コウタは哀れ、地面にべしゃりと落ち、ナナが心配そうに駆け寄っていた。
ソーマはコウタ弾に止まることなく真っ直ぐに彼女の元へ向かうと神機を地面に刺して両手で彼女の両肩をガッシリと捕まえて抑えつける。
そのまま彼女を凍えた視線で上から睨みつけていた。
「や、やっほー、ソーマ」
「ソラ、お前また黙ってクレイドル抜け出したな」
「いや、無線で迎えは要らないって言ったし。大体手続きとか面倒」
「そういう問題じゃねぇって言ってんだろ!この馬鹿が!俺らがどれだけ心配したと思ってんだ!それにお前はいつもいつも抜け出しては…」
「うゔ…。あ、君!えと、イオル君!私を捕まえるんでしょ!早く!」
「あ゛?コラ逃げんな」
何となくカオスな状態が始まりこのままでは埒があかないと仲裁に入り、取り敢えずは落ち着いた。

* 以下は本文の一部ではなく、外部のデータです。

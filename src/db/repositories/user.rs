use anyhow::{Context, Result};
use argon2::{
    Algorithm, Argon2, Params, Version,
    password_hash::{PasswordHash, PasswordHasher, PasswordVerifier, SaltString, rand_core::OsRng},
};
use sea_orm::{
    ActiveModelTrait, ActiveValue::Set, ColumnTrait, DatabaseConnection, EntityTrait, PaginatorTrait,
    QueryFilter,
};
use tokio::task;

use crate::config::SecurityConfig;
use crate::entities::users;

pub struct UserRepository {
    conn: DatabaseConnection,
}

impl UserRepository {
    #[must_use]
    pub const fn new(conn: DatabaseConnection) -> Self {
        Self { conn }
    }

    /// Creates a user with a freshly hashed password and generated API
    /// key. The email arrives normalized from the API boundary; the
    /// unique index is the last line of defense against duplicates.
    pub async fn create(
        &self,
        name: Option<String>,
        email: &str,
        phone_number: Option<String>,
        password: &str,
        security: &SecurityConfig,
    ) -> Result<users::Model> {
        let password = password.to_string();
        let security = security.clone();
        let password_hash =
            task::spawn_blocking(move || hash_password(&password, Some(&security)))
                .await
                .context("Password hashing task panicked")??;

        let now = chrono::Utc::now().to_rfc3339();

        let model = users::ActiveModel {
            name: Set(name),
            email: Set(email.to_string()),
            phone_number: Set(phone_number),
            password_hash: Set(password_hash),
            api_key: Set(generate_api_key()),
            is_staff: Set(false),
            created_at: Set(now.clone()),
            updated_at: Set(now),
            ..Default::default()
        };

        let created = users::Entity::insert(model)
            .exec_with_returning(&self.conn)
            .await?;

        Ok(created)
    }

    pub async fn get_by_id(&self, id: i32) -> Result<Option<users::Model>> {
        let user = users::Entity::find_by_id(id)
            .one(&self.conn)
            .await
            .context("Failed to query user by ID")?;

        Ok(user)
    }

    pub async fn email_exists(&self, email: &str) -> Result<bool> {
        let count = users::Entity::find()
            .filter(users::Column::Email.eq(email))
            .count(&self.conn)
            .await?;

        Ok(count > 0)
    }

    /// Verify credentials, returning the user on success.
    /// Note: this uses `spawn_blocking` because Argon2 verification is
    /// CPU-intensive and would block the async runtime if run directly.
    pub async fn verify_password(
        &self,
        email: &str,
        password: &str,
    ) -> Result<Option<users::Model>> {
        let user = users::Entity::find()
            .filter(users::Column::Email.eq(email))
            .one(&self.conn)
            .await
            .context("Failed to query user for password verification")?;

        let Some(user) = user else {
            return Ok(None);
        };

        let password_hash = user.password_hash.clone();
        let password = password.to_string();

        let is_valid = task::spawn_blocking(move || {
            let parsed_hash = PasswordHash::new(&password_hash)
                .map_err(|e| anyhow::anyhow!("Invalid password hash format: {e}"))?;

            let argon2 = Argon2::default();
            Ok::<bool, anyhow::Error>(
                argon2
                    .verify_password(password.as_bytes(), &parsed_hash)
                    .is_ok(),
            )
        })
        .await
        .context("Password verification task panicked")??;

        Ok(is_valid.then_some(user))
    }

    /// Partial profile update. The outer `Option` means "field present in
    /// the request"; the inner value is what to store (allows clearing).
    pub async fn update_profile(
        &self,
        user_id: i32,
        name: Option<Option<String>>,
        phone_number: Option<Option<String>>,
        city_id: Option<Option<i32>>,
    ) -> Result<users::Model> {
        let user = users::Entity::find_by_id(user_id)
            .one(&self.conn)
            .await
            .context("Failed to query user for profile update")?
            .ok_or_else(|| anyhow::anyhow!("User not found: {user_id}"))?;

        let mut active: users::ActiveModel = user.into();

        if let Some(name) = name {
            active.name = Set(name);
        }
        if let Some(phone_number) = phone_number {
            active.phone_number = Set(phone_number);
        }
        if let Some(city_id) = city_id {
            active.city_id = Set(city_id);
        }
        active.updated_at = Set(chrono::Utc::now().to_rfc3339());

        Ok(active.update(&self.conn).await?)
    }

    /// Verify API key and return the associated user
    pub async fn verify_api_key(&self, api_key: &str) -> Result<Option<users::Model>> {
        let user = users::Entity::find()
            .filter(users::Column::ApiKey.eq(api_key))
            .one(&self.conn)
            .await
            .context("Failed to query user by API key")?;

        Ok(user)
    }

    pub async fn regenerate_api_key(&self, user_id: i32) -> Result<String> {
        let user = users::Entity::find_by_id(user_id)
            .one(&self.conn)
            .await
            .context("Failed to query user for API key regeneration")?
            .ok_or_else(|| anyhow::anyhow!("User not found: {user_id}"))?;

        let new_api_key = generate_api_key();
        let now = chrono::Utc::now().to_rfc3339();

        let mut active: users::ActiveModel = user.into();
        active.api_key = Set(new_api_key.clone());
        active.updated_at = Set(now);
        active.update(&self.conn).await?;

        Ok(new_api_key)
    }
}

/// Hash a password using Argon2id with optional custom params.
/// If config is None, uses the argon2 crate defaults.
pub fn hash_password(password: &str, config: Option<&SecurityConfig>) -> Result<String> {
    let salt = SaltString::generate(&mut OsRng);

    let argon2 = if let Some(cfg) = config {
        let params = Params::new(
            cfg.argon2_memory_cost_kib,
            cfg.argon2_time_cost,
            cfg.argon2_parallelism,
            None, // output length (use default)
        )
        .map_err(|e| anyhow::anyhow!("Invalid Argon2 params: {e}"))?;
        Argon2::new(Algorithm::Argon2id, Version::V0x13, params)
    } else {
        Argon2::default()
    };

    let hash = argon2
        .hash_password(password.as_bytes(), &salt)
        .map_err(|e| anyhow::anyhow!("Failed to hash password: {e}"))?;

    Ok(hash.to_string())
}

/// Generate a random API key (64 character hex string)
#[must_use]
pub fn generate_api_key() -> String {
    use rand::Rng;

    let mut rng = rand::rng();
    let bytes: [u8; 32] = rng.random();

    bytes.iter().fold(String::with_capacity(64), |mut acc, b| {
        use std::fmt::Write;
        let _ = write!(acc, "{b:02x}");
        acc
    })
}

が、しかし、何もしないと逃げるかもしれないとのことで彼女の肩をソーマが抑えつけておくという条件つきである。
迎えを待つ間に建物の陰でやっとまともな話が出来るようになった。
出会ってからずっと深く被っていたフードを彼女が取ると中から空のように鮮やかな蒼い髪が一番に目に入る。次に彼女の顔で、可愛らしい顔立ちをしているが、すごく美人って訳ではないが海のように深い碧の瞳は何でも見透かしているように真っ直ぐな意志の強さを感じ、綺麗だと思った。

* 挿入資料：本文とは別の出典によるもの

use sea_orm_migration::prelude::*;

#[derive(DeriveMigrationName)]
pub struct Migration;

/// The storage-level source of truth for seat occupancy: at most one
/// active ticket may exist per (slot, seat), regardless of which booking
/// owns it. Cancelled tickets stay in the table with `active = 0` and do
/// not participate in the index, which is what frees the seat.
///
/// sea-query has no builder for partial indexes, so this runs raw SQL.
#[async_trait::async_trait]
impl MigrationTrait for Migration {
    async fn up(&self, manager: &SchemaManager) -> Result<(), DbErr> {
        manager
            .get_connection()
            .execute_unprepared(
                "CREATE UNIQUE INDEX IF NOT EXISTS uq_tickets_active_slot_seat \
                 ON tickets (slot_id, seat_id) WHERE active = 1",
            )
            .await?;

        Ok(())
    }

    async fn down(&self, manager: &SchemaManager) -> Result<(), DbErr> {
        manager
            .get_connection()
            .execute_unprepared("DROP INDEX IF EXISTS uq_tickets_active_slot_seat")
            .await?;

        Ok(())
    }
}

「怒られたくなかったから名乗らなかったんだけど、色々面倒事になっちゃったんだねー。ごめんね?改めて、私は北條ソラ。まあ、前線で好き勝手やらせて貰ってる遊撃兵で階級は中尉なんて貰ってる…はず。覚えてないけど」
「適当な紹介するな、混乱するだろうが。お前はクレイドル所属の遊撃兵、北条ソラ中尉だ」
「さっすがソーマ。私より分かってるね」
「茶化すな」
ソラはヘラヘラと笑っているがソーマの怪力に肩を押さえつけられていていい加減痛くはないのだろうか。
心配にはなるが本人は大丈夫そうだ。
バリバリとプロペラの回る音が近づいてくる。
「ほら、ソラ。皆んなに挨拶考えとけよな」
「ねぇねぇソラさん、後で色んなお話聞かせてね!」
「おら、もう逃げんなよ」
ソーマからやっと解放されて本人は肩を竦めて両手を上げる。
これにて謎のゴッドイーター事件は一時、終結を迎えた。